I beta bloccanti possono causare gravi problemi in gravidanza: meglio dunque che il cardiologo, quando la donna inizia l'iter per la procreazione medicalmente assistita, prescriva farmaci alternativi.
Una domanda di: Raffaella Gentile dottore, assumo cardicor 1.25 da 5 anni, da quando dopo un cancro al seno e le svariate chemio ho iniziato ad avere degli impulsi nervosi al cuore, adesso assieme a mio marito abbiamo deciso di intraprendere un fecondazione assistita considerando che a suo tempo ho eseguito una crioconservazione.

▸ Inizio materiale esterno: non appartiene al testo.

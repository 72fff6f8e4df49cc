//! laplus kernel-userland network ABI types.
//!
//! This crate is the single source of truth for every structure and constant
//! that crosses the socket boundary: address families, socket types, the
//! `sockaddr` family of structures, `ifreq`, the `SIOC*` request codes and the
//! errno values handed back to callers.  Layouts follow Linux bit-for-bit so
//! that external tooling (`ifconfig` and friends) can drive the stack unchanged.
//!
//! All shared structures are `#[repr(C)]` for ABI stability.

#![no_std]
#![forbid(unsafe_code)]

pub mod errno;
pub mod net;

pub use errno::*;
pub use net::*;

È preferibile interrompere l’assunzione del farmaco da subito dopo il transfert? Ho mille dubbi in quanto ho letto e ascoltato pareri contrastanti…lei cosa ne pensa? Grazie.
Francesco Maria Fusi
Gentile signora, i beta bloccanti in gravidanza possono ridurre la perfusione placentare, portando a aborti, ridotta crescita fetale, morte endouterina. Quando sono necessari, meglio i beta1-selettivi. Credo che, data la sua storia, sia corretto che una impostazione del piano terapeutico per la procreazione medicalmente assistita sia fatta con la consulenza dei ginecologi della Patologia della gravidanza, che la seguiranno poi nel corso della gravidanza (come gravidanza a rischio) e del cardiologo, che valuterà la necessità di terapie e le alternative disponibili. Cordiali saluti.